According to the professor, there is presently no line of study at UC Chile that directly addresses the Tree Rhythms project's aims. "That is why it is intriguing to support this initiative and begin to fund research related to these founding goals." "This research is undeniably interdisciplinary," she remarked.
Moreover: “We believe it is important to employ science in fostering a better connection with nature, thereby challenging the utilitarian and hierarchical paradigm entrenched in Western societies, particularly since the onset of the industrial revolution.”
In short, it is a reconnection with nature. "As we retreat into sprawling cities, cutting ourselves off dramatically from our natural environment, we have inadvertently paved the way for stress and its accompanying physical illnesses, as well as emotional and ultimately social imbalances. By reconnecting with nature, we can reconnect with ourselves and, from there, build truly sustainable social and economic models.”
The voltage potential records of the trunk (Channel 1) and the trunk-to-ground differential (Channel 2) of the UC Chile quillay tree can be viewed online, just like the other trees being monitored around the world (Visit: https://treerhythms.net/view).
Fluctuations in trunk voltage potentials have already been noted, including certain peaks following installation. For instance, a dip in the tree trunk potential was recorded in mid-February, coinciding with reduced foot traffic on the San Joaquin campus during the summer vacation period. Consequently, this voltage spiked in March, coinciding with the return of the UC Chile community to campus.

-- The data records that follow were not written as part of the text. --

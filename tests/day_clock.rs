mod tests {
    use embassy_time::{Duration, Instant};
    use daylight_composer::{
        ClockEvent, DayClock, DayClockConfig, DayLabel, InvalidDuration, Quat,
    };

    fn clock() -> DayClock {
        DayClock::new(DayClockConfig {
            day_length: Duration::from_secs(60),
            ..DayClockConfig::default()
        })
        .unwrap()
    }

    #[test]
    fn test_zero_day_length_rejected() {
        let config = DayClockConfig {
            day_length: Duration::from_ticks(0),
            ..DayClockConfig::default()
        };
        assert_eq!(DayClock::new(config).err(), Some(InvalidDuration));
    }

    #[test]
    fn test_inactive_clock_does_not_advance() {
        let mut clock = clock();
        let frame = clock.tick(Instant::from_secs(90));
        assert_eq!(frame.day, 1);
        assert_eq!(frame.time_of_day, 0.0);
        assert_eq!(frame.sun_rotation, Quat::IDENTITY);
        assert!(frame.popup.is_none());
        assert!(frame.events.is_empty());
    }

    #[test]
    fn test_start_once() {
        let mut clock = clock();
        assert!(clock.start(Instant::from_secs(0)));
        assert!(!clock.start(Instant::from_secs(1)));
        assert!(clock.is_active());

        let frame = clock.tick(Instant::from_secs(1));
        assert_eq!(frame.events.as_slice(), &[ClockEvent::Started(1)]);
        assert_eq!(frame.popup, Some(DayLabel::Counter(1)));
        assert_eq!(DayLabel::Counter(1).to_string(), "Day: 1");
    }

    #[test]
    fn test_popup_hides_after_duration() {
        let mut clock = clock();
        clock.start(Instant::from_secs(0));
        let _ = clock.tick(Instant::from_secs(0));

        let frame = clock.tick(Instant::from_millis(2_999));
        assert!(frame.popup.is_some());

        let frame = clock.tick(Instant::from_secs(3));
        assert!(frame.popup.is_none());
        assert_eq!(frame.events.as_slice(), &[ClockEvent::PopupHidden(1)]);
    }

    #[test]
    fn test_sun_rotates_through_the_day() {
        let mut clock = clock();
        clock.start(Instant::from_secs(0));

        let frame = clock.tick(Instant::from_secs(30));
        assert_eq!(frame.time_of_day, 0.5);
        assert!((frame.sun_rotation.angle_to(Quat::IDENTITY) - 180.0).abs() < 0.1);

        let frame = clock.tick(Instant::from_secs(45));
        assert_eq!(frame.time_of_day, 0.75);
    }

    #[test]
    fn test_day_wraps() {
        let mut clock = clock();
        clock.start(Instant::from_secs(0));
        let _ = clock.tick(Instant::from_secs(10));

        let frame = clock.tick(Instant::from_secs(60));
        assert_eq!(frame.day, 2);
        assert_eq!(frame.time_of_day, 0.0);
        assert_eq!(frame.popup, Some(DayLabel::Counter(2)));
        assert_eq!(frame.events.as_slice(), &[ClockEvent::NewDay(2)]);

        let frame = clock.tick(Instant::from_secs(63));
        assert_eq!(frame.events.as_slice(), &[ClockEvent::PopupHidden(2)]);
    }

    #[test]
    fn test_popup_replaced_while_visible() {
        let mut clock = DayClock::new(DayClockConfig {
            day_length: Duration::from_secs(2),
            popup: Duration::from_secs(3),
            ..DayClockConfig::default()
        })
        .unwrap();
        clock.start(Instant::from_secs(0));
        let _ = clock.tick(Instant::from_secs(1));

        let frame = clock.tick(Instant::from_secs(2));
        assert_eq!(frame.day, 2);
        assert_eq!(frame.popup, Some(DayLabel::Counter(2)));
        assert_eq!(frame.events.as_slice(), &[ClockEvent::NewDay(2)]);

        // day 1's caption would have expired here
        let frame = clock.tick(Instant::from_secs(3));
        assert_eq!(frame.popup, Some(DayLabel::Counter(2)));
        assert!(frame.events.is_empty());
    }

    #[test]
    fn test_long_stall_skips_days() {
        let mut clock = clock();
        clock.start(Instant::from_secs(0));

        let frame = clock.tick(Instant::from_secs(3 * 60 + 15));
        assert_eq!(frame.day, 4);
        assert_eq!(frame.time_of_day, 0.25);
        assert_eq!(
            frame.events.as_slice(),
            &[ClockEvent::Started(1), ClockEvent::NewDay(4)]
        );
    }
}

Within Channel 2 (tree trunk-soil), fluctuations in voltage potential have been observed throughout March, which may be connected to heightened seismic activity in the area. This is merely an initial analysis of the observed patterns in the real-time graphs. In our country's context, there is an added interest in verifying, with precise data gathered on-site, the potential connection with seismic events that might take place.